Make an exact copy of the listing below.
---+---
//! Live channel frames.

use crate::batch::{ConfigSnapshot, UpdateBatch};
use crate::error::{CodecError, CodecResult};
use serde::{Deserialize, Serialize};
use std::fmt;

/// Credentials sent by a client when authentication is enabled.
#[derive(Clone, PartialEq, Eq, Serialize, Deserialize)]
pub struct Credentials {
    /// User name.
    pub username: String,
    /// Password, as stored in the running configuration.
    pub password: String,
}

impl Credentials {
    /// Creates a credentials pair.
    pub fn new(username: impl Into<String>, password: impl Into<String>) -> Self {
        Self {
            username: username.into(),
            password: password.into(),
        }
    }
}

impl fmt::Debug for Credentials {
    fn fmt(&self, f: &mut fmt::Formatter<'_>) -> fmt::Result {
        f.debug_struct("Credentials")
            .field("username", &self.username)
            .field("password", &"<redacted>")
            .finish()
    }
}

/// A frame sent from client to server.
#[derive(Debug, Clone, PartialEq, Serialize, Deserialize)]
#[serde(tag = "event", content = "data", rename_all = "lowercase")]
pub enum ClientFrame {
    /// Authentication challenge answer.
    Auth(Credentials),
    /// One or more field writes.
    Message(UpdateBatch),
}

impl ClientFrame {
    /// Returns the event name used on the wire.
    pub fn event_name(&self) -> &'static str {
        match self {
            ClientFrame::Auth(_) => "auth",
            ClientFrame::Message(_) => "message",
        }
    }

    /// Encodes to a JSON text frame.
    pub fn encode(&self) -> CodecResult<String> {
        serde_json::to_string(self).map_err(|e| CodecError::encoding_failed(e.to_string()))
    }

    /// Decodes from a JSON text frame.
    pub fn decode(text: &str) -> CodecResult<Self> {
        serde_json::from_str(text).map_err(|e| CodecError::decoding_failed(e.to_string()))
    }
}

/// A frame sent from server to client.
#[derive(Debug, Clone, PartialEq, Serialize, Deserialize)]
#[serde(tag = "event", content = "data", rename_all = "lowercase")]
pub enum ServerFrame {
    /// Credentials were not accepted.
    Reject,
    /// Capability snapshot pushed on connect.
    Config(ConfigSnapshot),
    /// Authoritative update broadcast.
    Message(UpdateBatch),
    /// Informational log entry.
    Log(String),
    /// Server-side error to show to the user.
    Err(String),
}

impl ServerFrame {
    /// Returns the event name used on the wire.
    pub fn event_name(&self) -> &'static str {
        match self {
            ServerFrame::Reject => "reject",
            ServerFrame::Config(_) => "config",
            ServerFrame::Message(_) => "message",
            ServerFrame::Log(_) => "log",
            ServerFrame::Err(_) => "err",
        }
    }

    /// Encodes to a JSON text frame.
    pub fn encode(&self) -> CodecResult<String> {
        serde_json::to_string(self).map_err(|e| CodecError::encoding_failed(e.to_string()))
    }

    /// Decodes from a JSON text frame.
    pub fn decode(text: &str) -> CodecResult<Self> {
        serde_json::from_str(text).map_err(|e| CodecError::decoding_failed(e.to_string()))
    }
}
---+---
## RESULT BELOW
//! Live channel frames.

use crate::batch::{ConfigSnapshot, UpdateBatch};
use crate::error::{CodecError, CodecResult};
use serde::{Deserialize, Serialize};
use std::fmt;

/// Credentials sent by a client when authentication is enabled.
#[derive(Clone, PartialEq, Eq, Serialize, Deserialize)]
pub struct Credentials {
    /// User name.
    pub username: String,
    /// Password, as stored in the running configuration.
    pub password: String,
}

impl Credentials {
    /// Creates a credentials pair.
    pub fn new(username: impl Into<String>, password: impl Into<String>) -> Self {
        Self {
            username: username.into(),
            password: password.into(),
        }
    }
}

impl fmt::Debug for Credentials {
    fn fmt(&self, f: &mut fmt::Formatter<'_>) -> fmt::Result {
        f.debug_struct("Credentials")
            .field("username", &self.username)
            .field("password", &"<redacted>")
            .finish()
    }
}

/// A frame sent from client to server.
#[derive(Debug, Clone, PartialEq, Serialize, Deserialize)]
#[serde(tag = "event", content = "data", rename_all = "lowercase")]
pub enum ClientFrame {
    /// Authentication challenge answer.
    Auth(Credentials),
    /// One or more field writes.
    Message(UpdateBatch),
}

impl ClientFrame {
    /// Returns the event name used on the wire.
    pub fn event_name(&self) -> &'static str {
        match self {
            ClientFrame::Auth(_) => "auth",
            ClientFrame::Message(_) => "message",
        }
    }

    /// Encodes to a JSON text frame.
    pub fn encode(&self) -> CodecResult<String> {
        serde_json::to_string(self).map_err(|e| CodecError::encoding_failed(e.to_string()))
    }

    /// Decodes from a JSON text frame.
    pub fn decode(text: &str) -> CodecResult<Self> {
        serde_json::from_str(text).map_err(|e| CodecError::decoding_failed(e.to_string()))
    }
}

/// A frame sent from server to client.
#[derive(Debug, Clone, PartialEq, Serialize, Deserialize)]
#[serde(tag = "event", content = "data", rename_all = "lowercase")]
pub enum ServerFrame {
    /// Credentials were not accepted.
    Reject,
    /// Capability snapshot pushed on connect.
    Config(ConfigSnapshot),
    /// Authoritative update broadcast.
    Message(UpdateBatch),
    /// Informational log entry.
    Log(String),
    /// Server-side error to show to the user.
    Err(String),
}

impl ServerFrame {
    /// Returns the event name used on the wire.
    pub fn event_name(&self) -> &'static str {
        match self {
            ServerFrame::Reject => "reject",
            ServerFrame::Config(_) => "config",
            ServerFrame::Message(_) => "message",
            ServerFrame::Log(_) => "log",
            ServerFrame::Err(_) => "err",
        }
    }

    /// Encodes to a JSON text frame.
    pub fn encode(&self) -> CodecResult<String> {
        serde_json::to_string(self).map_err(|e| CodecError::encoding_failed(e.to_string()))
    }

    /// Decodes from a JSON text frame.
    pub fn decode(text: &str) -> CodecResult<Self> {
        serde_json::from_str(text).map_err(|e| CodecError::decoding_failed(e.to_string()))
    }
}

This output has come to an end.